Designer: permin of copenhagen
Fabric: Permin(Wichelt) 40ct Natural Brown Undyed
Threads: NPIS - color#852, #227
283W×333H, 1over2

このアンティーク復刻サンプラーに惹かれてステッチを始めました。
今も変わらず愛着を感じているデザインです。
ある程度上達してから刺そうと決めていました。
ステッチャーになって3年目、2008年に刺し初めて同年に完成。
完成年とイニシャルを、最下部の中央にover1で刺しました。
Vierlande復刻サンプラー1作目。

オリジナルはドイツのCelle(ツェレ)にある刺繍博物館、
Das Deutsche Stickmuster-Museum (The German Sampler Museum)に展示されています。
博物館のオーナー、Connemanご夫妻の素晴らしい個人コレクションの1つです。
2006年秋に博物館を訪れ、本物を鑑賞する機会に恵まれました。

=材料&糸の色=
permin(ペルミン)の指定は、32ctリネン布とDMCのコットン糸。
DMC色番号は、#939(濃紺)&#3685(濃赤)。
よりオリジナルに近づけたく思い、40ctリネンとシルク糸の組み合わせに変更しています。
オリジナルは16本/1cm(40ct相当)のリネン布にシルク糸でステッチされているそうです。
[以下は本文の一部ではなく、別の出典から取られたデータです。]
//! # Timestamp Signer
//!
//! Extends [`Signer`] with an embedded signing time:
//! `VALUE SEP TIMESTAMP SEP SIGNATURE`, where the signature covers
//! `VALUE SEP TIMESTAMP`. On verification a maximum age can be enforced.
//!
//! ## Failure Precedence
//!
//! A bad signature always wins over anything the timestamp says. When the
//! signature fails, the timestamp is still split off and decoded, but only so
//! it can be attached to the error for diagnostics. It is never used for an
//! expiry decision.

use std::sync::Arc;

use cachet_core::{
    bytes_to_int, int_to_bytes, urlsafe_b64_decode, urlsafe_b64_encode, BadData,
    BadTimeSignature, Clock, CryptoError, Error, SecretKey, SignatureExpired, SystemClock,
};
use chrono::{DateTime, Duration, Utc};

use crate::signer::{verdict, Signer, ValueSigner};

/// Produces and verifies `value.timestamp.signature` strings.
#[derive(Debug, Clone)]
pub struct TimestampSigner {
    signer: Signer,
    clock: Arc<dyn Clock>,
}

impl TimestampSigner {
    /// A timestamp signer with [`Signer::new`] defaults and the system clock.
    pub fn new(secret: impl Into<SecretKey>) -> Self {
        Self::from_signer(Signer::new(secret))
    }

    /// Wrap an already configured signer, reading time from the system clock.
    pub fn from_signer(signer: Signer) -> Self {
        Self {
            signer,
            clock: Arc::new(SystemClock),
        }
    }

    /// Replace the clock.
    pub fn with_clock(mut self, clock: Arc<dyn Clock>) -> Self {
        self.clock = clock;
        self
    }

    /// The underlying signer.
    pub fn signer(&self) -> &Signer {
        &self.signer
    }

    /// Seconds since the reference epoch, per this signer's clock.
    pub fn get_timestamp(&self) -> i64 {
        self.clock.now_offset()
    }

    /// The UTC instant of a wire timestamp.
    pub fn timestamp_to_instant(&self, ts: i64) -> Option<DateTime<Utc>> {
        self.clock.to_instant(ts)
    }

    /// Sign `value` together with the current time.
    pub fn sign(&self, value: &str) -> Result<String, CryptoError> {
        // Clocks set before the epoch encode as zero.
        let ts = u64::try_from(self.get_timestamp()).unwrap_or(0);
        let sep = self.signer.separator();
        let body = format!("{value}{sep}{}", urlsafe_b64_encode(&int_to_bytes(ts)));
        let signature = self.signer.get_signature(&body)?;
        Ok(format!("{body}{sep}{signature}"))
    }

    /// Verify `signed`, enforce `max_age` if given, and return the value.
    pub fn unsign(&self, signed: &str, max_age: Option<Duration>) -> Result<String, Error> {
        self.unsign_timestamped(signed, max_age)
            .map(|(value, _)| value)
    }

    /// Like [`unsign`](Self::unsign), also returning when the value was
    /// signed.
    ///
    /// # Errors
    ///
    /// - The original `BadSignature` if the signature fails and no timestamp
    ///   can be split off.
    /// - [`BadTimeSignature`] if the signature fails (carrying the value and
    ///   the claimed signing time), if the timestamp is missing, or if it is
    ///   malformed.
    /// - [`SignatureExpired`] if the signature is valid but older than
    ///   `max_age`.
    pub fn unsign_timestamped(
        &self,
        signed: &str,
        max_age: Option<Duration>,
    ) -> Result<(String, DateTime<Utc>), Error> {
        let sep = self.signer.separator();
        let (body, sig_err) = match self.signer.unsign(signed) {
            Ok(body) => (Some(body), None),
            Err(Error::BadData(BadData::Signature(e))) => (e.payload.clone(), Some(e)),
            Err(e) => return Err(e),
        };

        let Some((value, ts_enc)) = body.as_deref().and_then(|b| b.rsplit_once(sep)) else {
            if let Some(e) = sig_err {
                return Err(e.into());
            }
            return Err(BadTimeSignature {
                message: "timestamp missing".to_string(),
                payload: body.clone(),
                date_signed: None,
            }
            .into());
        };

        let decoded = self.decode_timestamp(ts_enc);

        if let Some(e) = sig_err {
            return Err(BadTimeSignature {
                message: e.message,
                payload: Some(value.to_string()),
                date_signed: decoded.map(|(_, at)| at),
            }
            .into());
        }

        let Some((ts, date_signed)) = decoded else {
            return Err(BadTimeSignature {
                message: "malformed timestamp".to_string(),
                payload: Some(value.to_string()),
                date_signed: None,
            }
            .into());
        };

        if let Some(max_age) = max_age {
            let age = self.get_timestamp() - ts;
            let limit = max_age.num_seconds();
            if age > limit {
                tracing::debug!(age, max_age = limit, "signature expired");
                return Err(SignatureExpired {
                    message: format!("signature age {age} > {limit} seconds"),
                    payload: value.to_string(),
                    date_signed,
                }
                .into());
            }
        }

        Ok((value.to_string(), date_signed))
    }

    /// `Ok(true)` iff [`unsign`](Self::unsign) succeeds.
    pub fn validate(&self, signed: &str, max_age: Option<Duration>) -> Result<bool, CryptoError> {
        verdict(self.unsign(signed, max_age))
    }

    fn decode_timestamp(&self, ts_enc: &str) -> Option<(i64, DateTime<Utc>)> {
        let bytes = urlsafe_b64_decode(ts_enc).ok()?;
        let ts = i64::try_from(bytes_to_int(&bytes).ok()?).ok()?;
        let at = self.timestamp_to_instant(ts)?;
        Some((ts, at))
    }
}

impl ValueSigner for TimestampSigner {
    fn sign(&self, value: &str) -> Result<String, CryptoError> {
        TimestampSigner::sign(self, value)
    }

    fn unsign(&self, signed: &str) -> Result<String, Error> {
        TimestampSigner::unsign(self, signed, None)
    }

    fn salted(&self, salt: &str) -> Self {
        Self {
            signer: self.signer.clone().with_salt(salt),
            clock: Arc::clone(&self.clock),
        }
    }
}
//! # cachet-core — Foundational Types for cachet
//!
//! The leaf of the cachet workspace. Everything that both the signers and the
//! serializers need lives here, and nothing here knows about either of them.
//!
//! - **Encoding**: URL-safe unpadded base64, minimal big-endian integer
//!   encoding, and constant-time byte comparison.
//! - **Clock**: the `Clock` capability that timestamp signers read the current
//!   instant from, together with the fixed reference [`EPOCH`].
//! - **Secret keys**: [`SecretKey`], a zeroizing newtype that never prints
//!   its contents.
//! - **Errors**: the layered [`BadData`] taxonomy and the top-level [`Error`].
//!
//! ## Crate Policy
//!
//! - No dependencies on other `cachet-*` crates.
//! - No `unsafe` code.
//! - No `panic!()` or `.unwrap()` outside tests.

pub mod clock;
pub mod encoding;
pub mod error;
pub mod secret;

// Re-export primary types for ergonomic imports.
pub use clock::{Clock, FixedClock, SystemClock, EPOCH};
pub use encoding::{
    bytes_to_int, constant_time_equal, int_to_bytes, urlsafe_b64_decode, urlsafe_b64_encode,
};
pub use error::{
    BadData, BadPayload, BadSignature, BadTimeSignature, CryptoError, DecodeError, Error,
    SignatureExpired,
};
pub use secret::SecretKey;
オリジナル本来のメインカラーは黒糸。それに赤糸が少々。
200年近くを経て色が褪せたため、黒が紺系の色にも見えるようです。
黒か紺かの選択、好みとアンティーク感を優先して紺にしました。
濃紺は、眺めていて気持ちが落ち着きます。
また、いくらでも刺せそうな気がする色でもあります。

=総ステッチ数&糸の量=
総ステッチ数は、約37,800目足らず(*)。その内、赤は約470目。
過去に私自分が知りたかった情報なので、参考として記します。
1目ずつ数えたわけではないです。理由はそのうち。
糸を購入する段階で、どれだけ必要になるのか非常に悩んだ憶えがあります。
保守的に見積もって、Hank(45m)2束を準備しました。
 #852 / Hank1束と3.5mを消費。
 #227 / 通常の1束(5m)で充分。余りが出ました。
Hankにした理由は、ロット違いで色に差が出てしまうリスクを避けるためです。
また、Hankで購入すると通常サイズの1束(5m)に比べてメートル当たりの単価が安くなります。
*:クロスの数のみ。BSは除く。誤差は約1%


ステッチ中に撮っていた写真。

心残りは、チャートに問題がありオリジナルとは少し違いが出てしまったこと。
特に残念だと感じたのは、小さなアルファベットのT。
オリジナルとは形が違っていて、修正しようにも隣り合うモチーフとの間に
必要な空白を取ることができず、迷った末に場所を移して刺しました。
正しい位置は、右端中央辺りにあるUの右上になります。

チャートのエラーは他にもありました。
ステッチ中、チャートと交互にオリジナルの写真を眺めていたので、
刺す前にエラーを数十ヶ所ほど見つけて修正しました。
完璧を求めるつもりはありませんが、よりベターでありたいと願っています。
ステッチした後でエラーに気付き、そのままにしている部分もあります。
気付いていない部分もあるでしょう。
今、このサンプラーに再挑戦しています。その話はまた後日に。

最後に、ステッチ用語のメモを記します。
今では当たり前のように使っている用語を、個人的に振り返る目的を兼ねて。
+++
【ct】count カウント。布1インチ(約2.54cm)当たりの織り糸本数。
フランスやドイツでは1センチ当たりの単位で考えている様子なのに、
なぜか同じメートル表記国ニッポンではctが優勢のような気がします。
この理由、アメリカやイギリスの商品流通が多いからでしょうか。
今でこそ馴染んでいますが、単位換算は初心者泣かせだと思います。

【NPIS】Needlepoint Inc.社のシルク糸。
省略表記には、他にNPI, NPS, NIS等あるようです。
私がNPISと書くのは、初めにそう憶えこんでしまったため。

【DMC】Dollfus-Mieg et Compagnie (ドルフュス・ミエッグ&カンパニー)
通常の呼び名はディー・エム・シー。
フランスの刺繍糸メーカー。糸のほか、刺繍関連製品も生産。
正式名称、今まで知りませんでした。知名度が気になります。

【over1】over one / 布の織り目を1つまたいでクロスステッチすること。
一般に、リネン布へクロスステッチをする場合はover2。
また、1over1, 2over1のようにoverのに数字が付く場合は、何本取りかを示します。
over1はデザインを小さく刺すための、マイナーな布の使い方だと思っています。